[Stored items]
*** Block opens ***
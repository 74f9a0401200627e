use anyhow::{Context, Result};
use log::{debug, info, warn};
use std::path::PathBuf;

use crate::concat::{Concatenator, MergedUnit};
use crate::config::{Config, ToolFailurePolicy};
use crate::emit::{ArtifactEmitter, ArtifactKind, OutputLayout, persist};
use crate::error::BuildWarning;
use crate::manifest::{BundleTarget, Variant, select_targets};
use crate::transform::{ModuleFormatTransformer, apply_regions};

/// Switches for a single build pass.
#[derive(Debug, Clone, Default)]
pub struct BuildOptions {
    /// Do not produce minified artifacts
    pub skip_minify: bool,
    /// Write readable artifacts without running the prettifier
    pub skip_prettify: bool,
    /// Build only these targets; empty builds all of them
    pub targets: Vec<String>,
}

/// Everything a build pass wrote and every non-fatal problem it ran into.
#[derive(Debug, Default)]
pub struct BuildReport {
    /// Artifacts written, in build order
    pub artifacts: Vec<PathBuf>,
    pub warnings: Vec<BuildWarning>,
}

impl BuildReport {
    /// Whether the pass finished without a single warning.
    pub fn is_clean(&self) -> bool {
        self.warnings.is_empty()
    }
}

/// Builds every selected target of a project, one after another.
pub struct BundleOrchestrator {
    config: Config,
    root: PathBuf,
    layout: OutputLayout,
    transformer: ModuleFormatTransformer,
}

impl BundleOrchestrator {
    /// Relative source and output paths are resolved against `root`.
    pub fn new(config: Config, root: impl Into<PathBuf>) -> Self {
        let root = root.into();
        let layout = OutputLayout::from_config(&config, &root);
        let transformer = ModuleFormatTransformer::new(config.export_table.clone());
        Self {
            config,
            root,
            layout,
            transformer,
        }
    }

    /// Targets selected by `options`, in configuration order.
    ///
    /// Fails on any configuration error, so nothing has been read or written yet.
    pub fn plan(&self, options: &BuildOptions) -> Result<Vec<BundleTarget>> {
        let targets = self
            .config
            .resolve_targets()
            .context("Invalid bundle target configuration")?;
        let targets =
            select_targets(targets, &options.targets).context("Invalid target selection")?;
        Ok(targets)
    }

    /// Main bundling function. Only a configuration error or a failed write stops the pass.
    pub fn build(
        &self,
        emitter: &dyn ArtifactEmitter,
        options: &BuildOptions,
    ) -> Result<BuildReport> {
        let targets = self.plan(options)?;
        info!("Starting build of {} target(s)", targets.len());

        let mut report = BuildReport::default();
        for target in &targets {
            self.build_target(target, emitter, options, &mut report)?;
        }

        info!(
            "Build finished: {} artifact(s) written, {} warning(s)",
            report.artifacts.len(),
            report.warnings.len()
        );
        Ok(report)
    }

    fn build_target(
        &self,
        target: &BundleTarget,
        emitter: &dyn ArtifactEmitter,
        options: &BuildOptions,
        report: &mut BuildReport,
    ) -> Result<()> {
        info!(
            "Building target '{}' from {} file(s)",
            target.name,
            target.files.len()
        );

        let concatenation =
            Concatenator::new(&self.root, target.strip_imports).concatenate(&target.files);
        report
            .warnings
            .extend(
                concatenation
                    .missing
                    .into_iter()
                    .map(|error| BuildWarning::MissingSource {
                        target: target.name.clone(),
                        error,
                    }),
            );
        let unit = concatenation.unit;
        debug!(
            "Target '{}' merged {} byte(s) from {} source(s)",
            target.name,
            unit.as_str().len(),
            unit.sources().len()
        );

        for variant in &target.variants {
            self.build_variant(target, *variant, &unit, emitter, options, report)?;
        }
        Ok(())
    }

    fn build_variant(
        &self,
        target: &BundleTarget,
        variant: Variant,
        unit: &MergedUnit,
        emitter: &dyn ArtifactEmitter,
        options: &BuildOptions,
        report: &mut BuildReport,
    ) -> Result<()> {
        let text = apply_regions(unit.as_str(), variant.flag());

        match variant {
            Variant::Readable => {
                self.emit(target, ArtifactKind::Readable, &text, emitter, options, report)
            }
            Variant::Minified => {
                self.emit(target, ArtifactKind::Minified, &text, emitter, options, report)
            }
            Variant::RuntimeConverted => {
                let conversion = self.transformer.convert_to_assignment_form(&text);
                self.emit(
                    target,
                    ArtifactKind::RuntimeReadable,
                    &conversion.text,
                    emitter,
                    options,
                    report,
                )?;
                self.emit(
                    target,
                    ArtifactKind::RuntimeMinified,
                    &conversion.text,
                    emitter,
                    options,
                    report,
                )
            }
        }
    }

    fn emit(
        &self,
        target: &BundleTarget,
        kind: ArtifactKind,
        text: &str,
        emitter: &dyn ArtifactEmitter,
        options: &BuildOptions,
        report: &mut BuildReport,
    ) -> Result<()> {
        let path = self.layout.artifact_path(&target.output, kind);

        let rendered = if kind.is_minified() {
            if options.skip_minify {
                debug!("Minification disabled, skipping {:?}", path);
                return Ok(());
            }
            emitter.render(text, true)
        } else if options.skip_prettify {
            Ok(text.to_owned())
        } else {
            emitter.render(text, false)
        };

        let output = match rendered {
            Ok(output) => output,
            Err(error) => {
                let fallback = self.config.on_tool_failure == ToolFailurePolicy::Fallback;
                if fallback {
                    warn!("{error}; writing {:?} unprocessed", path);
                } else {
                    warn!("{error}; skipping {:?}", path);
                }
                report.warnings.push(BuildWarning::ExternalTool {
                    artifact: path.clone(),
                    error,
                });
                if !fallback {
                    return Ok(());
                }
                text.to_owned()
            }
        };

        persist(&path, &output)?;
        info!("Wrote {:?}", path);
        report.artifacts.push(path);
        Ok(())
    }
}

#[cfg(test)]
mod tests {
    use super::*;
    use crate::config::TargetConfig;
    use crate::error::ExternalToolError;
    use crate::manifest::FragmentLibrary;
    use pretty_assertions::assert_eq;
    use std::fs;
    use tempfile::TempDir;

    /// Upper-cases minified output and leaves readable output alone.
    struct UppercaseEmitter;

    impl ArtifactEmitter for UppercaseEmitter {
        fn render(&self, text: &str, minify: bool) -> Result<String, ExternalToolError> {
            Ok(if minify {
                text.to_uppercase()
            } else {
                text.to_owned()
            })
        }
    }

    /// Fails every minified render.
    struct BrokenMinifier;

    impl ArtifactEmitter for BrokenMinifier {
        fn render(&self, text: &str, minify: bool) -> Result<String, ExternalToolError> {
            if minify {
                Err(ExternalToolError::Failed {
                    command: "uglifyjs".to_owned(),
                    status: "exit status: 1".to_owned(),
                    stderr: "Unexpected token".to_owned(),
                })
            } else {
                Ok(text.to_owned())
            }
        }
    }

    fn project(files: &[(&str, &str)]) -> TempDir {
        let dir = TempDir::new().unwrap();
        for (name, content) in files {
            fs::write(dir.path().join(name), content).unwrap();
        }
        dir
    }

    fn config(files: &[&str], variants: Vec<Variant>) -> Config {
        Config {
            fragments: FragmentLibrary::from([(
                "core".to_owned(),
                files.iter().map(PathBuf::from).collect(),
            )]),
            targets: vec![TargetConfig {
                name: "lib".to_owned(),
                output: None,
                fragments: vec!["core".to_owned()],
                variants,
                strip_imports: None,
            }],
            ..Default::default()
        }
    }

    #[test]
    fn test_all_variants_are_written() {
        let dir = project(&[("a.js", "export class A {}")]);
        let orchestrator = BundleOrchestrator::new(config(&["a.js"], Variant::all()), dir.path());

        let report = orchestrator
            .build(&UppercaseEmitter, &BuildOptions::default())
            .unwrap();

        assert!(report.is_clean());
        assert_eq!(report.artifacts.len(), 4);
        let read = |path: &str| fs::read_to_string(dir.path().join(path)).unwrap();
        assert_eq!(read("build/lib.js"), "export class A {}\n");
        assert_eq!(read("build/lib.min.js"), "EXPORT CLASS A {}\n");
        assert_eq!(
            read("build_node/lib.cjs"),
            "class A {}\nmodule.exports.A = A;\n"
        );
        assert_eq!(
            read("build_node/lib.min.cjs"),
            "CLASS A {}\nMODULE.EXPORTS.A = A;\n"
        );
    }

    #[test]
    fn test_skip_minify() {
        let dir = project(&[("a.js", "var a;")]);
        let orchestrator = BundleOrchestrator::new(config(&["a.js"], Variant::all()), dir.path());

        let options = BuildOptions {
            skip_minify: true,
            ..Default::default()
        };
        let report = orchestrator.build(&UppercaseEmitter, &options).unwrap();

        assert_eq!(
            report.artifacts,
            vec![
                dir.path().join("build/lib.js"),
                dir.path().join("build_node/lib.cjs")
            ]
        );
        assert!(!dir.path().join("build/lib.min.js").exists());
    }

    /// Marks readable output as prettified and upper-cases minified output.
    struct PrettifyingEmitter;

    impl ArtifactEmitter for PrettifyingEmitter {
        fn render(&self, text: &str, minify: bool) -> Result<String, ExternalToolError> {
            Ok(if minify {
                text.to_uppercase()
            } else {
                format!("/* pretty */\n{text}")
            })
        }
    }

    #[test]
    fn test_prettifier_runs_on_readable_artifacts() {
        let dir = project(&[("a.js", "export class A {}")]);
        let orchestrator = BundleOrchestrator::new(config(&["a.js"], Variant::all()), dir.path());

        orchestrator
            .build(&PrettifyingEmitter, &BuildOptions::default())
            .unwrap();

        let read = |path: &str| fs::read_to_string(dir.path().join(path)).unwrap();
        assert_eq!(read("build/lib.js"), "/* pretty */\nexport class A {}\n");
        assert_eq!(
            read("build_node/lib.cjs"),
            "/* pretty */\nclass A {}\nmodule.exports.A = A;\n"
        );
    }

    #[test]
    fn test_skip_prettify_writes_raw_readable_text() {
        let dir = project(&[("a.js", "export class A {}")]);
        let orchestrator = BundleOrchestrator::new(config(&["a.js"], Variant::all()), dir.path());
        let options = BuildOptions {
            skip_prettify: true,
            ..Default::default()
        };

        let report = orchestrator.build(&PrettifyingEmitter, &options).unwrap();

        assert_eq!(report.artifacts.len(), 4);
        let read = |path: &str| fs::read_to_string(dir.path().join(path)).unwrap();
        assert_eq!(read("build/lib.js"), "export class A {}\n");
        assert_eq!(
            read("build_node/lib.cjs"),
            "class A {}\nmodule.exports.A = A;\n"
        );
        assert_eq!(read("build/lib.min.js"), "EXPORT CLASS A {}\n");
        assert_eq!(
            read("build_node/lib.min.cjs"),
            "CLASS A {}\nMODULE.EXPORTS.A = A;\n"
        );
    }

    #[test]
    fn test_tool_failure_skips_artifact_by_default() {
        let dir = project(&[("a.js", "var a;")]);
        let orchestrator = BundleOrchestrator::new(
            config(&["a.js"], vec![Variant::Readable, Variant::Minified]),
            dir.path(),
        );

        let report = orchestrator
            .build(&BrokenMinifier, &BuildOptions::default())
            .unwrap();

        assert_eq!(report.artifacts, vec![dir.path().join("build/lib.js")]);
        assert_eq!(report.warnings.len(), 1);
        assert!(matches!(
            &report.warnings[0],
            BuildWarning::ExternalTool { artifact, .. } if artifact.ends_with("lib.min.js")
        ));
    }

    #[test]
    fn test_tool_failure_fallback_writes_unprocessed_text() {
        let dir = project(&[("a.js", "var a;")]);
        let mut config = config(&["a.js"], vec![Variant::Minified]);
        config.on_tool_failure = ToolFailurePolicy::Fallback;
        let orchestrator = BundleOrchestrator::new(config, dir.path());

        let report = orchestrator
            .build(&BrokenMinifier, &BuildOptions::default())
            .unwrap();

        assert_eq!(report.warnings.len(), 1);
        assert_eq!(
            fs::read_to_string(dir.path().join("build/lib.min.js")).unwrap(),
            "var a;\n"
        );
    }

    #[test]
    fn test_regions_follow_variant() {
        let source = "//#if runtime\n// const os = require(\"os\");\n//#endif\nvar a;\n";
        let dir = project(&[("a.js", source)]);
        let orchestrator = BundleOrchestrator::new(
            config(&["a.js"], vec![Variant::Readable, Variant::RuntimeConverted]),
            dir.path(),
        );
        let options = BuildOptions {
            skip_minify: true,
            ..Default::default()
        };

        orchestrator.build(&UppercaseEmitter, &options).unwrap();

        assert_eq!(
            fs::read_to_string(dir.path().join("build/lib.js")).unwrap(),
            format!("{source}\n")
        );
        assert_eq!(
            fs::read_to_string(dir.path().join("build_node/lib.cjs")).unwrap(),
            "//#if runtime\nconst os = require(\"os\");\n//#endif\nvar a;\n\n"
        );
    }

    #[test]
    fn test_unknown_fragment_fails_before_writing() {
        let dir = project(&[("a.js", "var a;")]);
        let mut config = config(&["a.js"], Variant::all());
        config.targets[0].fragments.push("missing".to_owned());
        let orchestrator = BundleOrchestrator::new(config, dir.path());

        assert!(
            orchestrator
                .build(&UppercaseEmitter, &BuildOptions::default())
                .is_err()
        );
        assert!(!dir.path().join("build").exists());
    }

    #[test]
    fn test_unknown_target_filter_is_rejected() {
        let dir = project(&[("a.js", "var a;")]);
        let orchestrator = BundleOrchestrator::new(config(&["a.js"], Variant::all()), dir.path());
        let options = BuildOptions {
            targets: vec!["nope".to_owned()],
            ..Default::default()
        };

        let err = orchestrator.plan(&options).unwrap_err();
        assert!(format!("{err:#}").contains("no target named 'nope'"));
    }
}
*** Block closes ***
Determine how many lines of the entries above carry the string "persist", and give that number alone.

2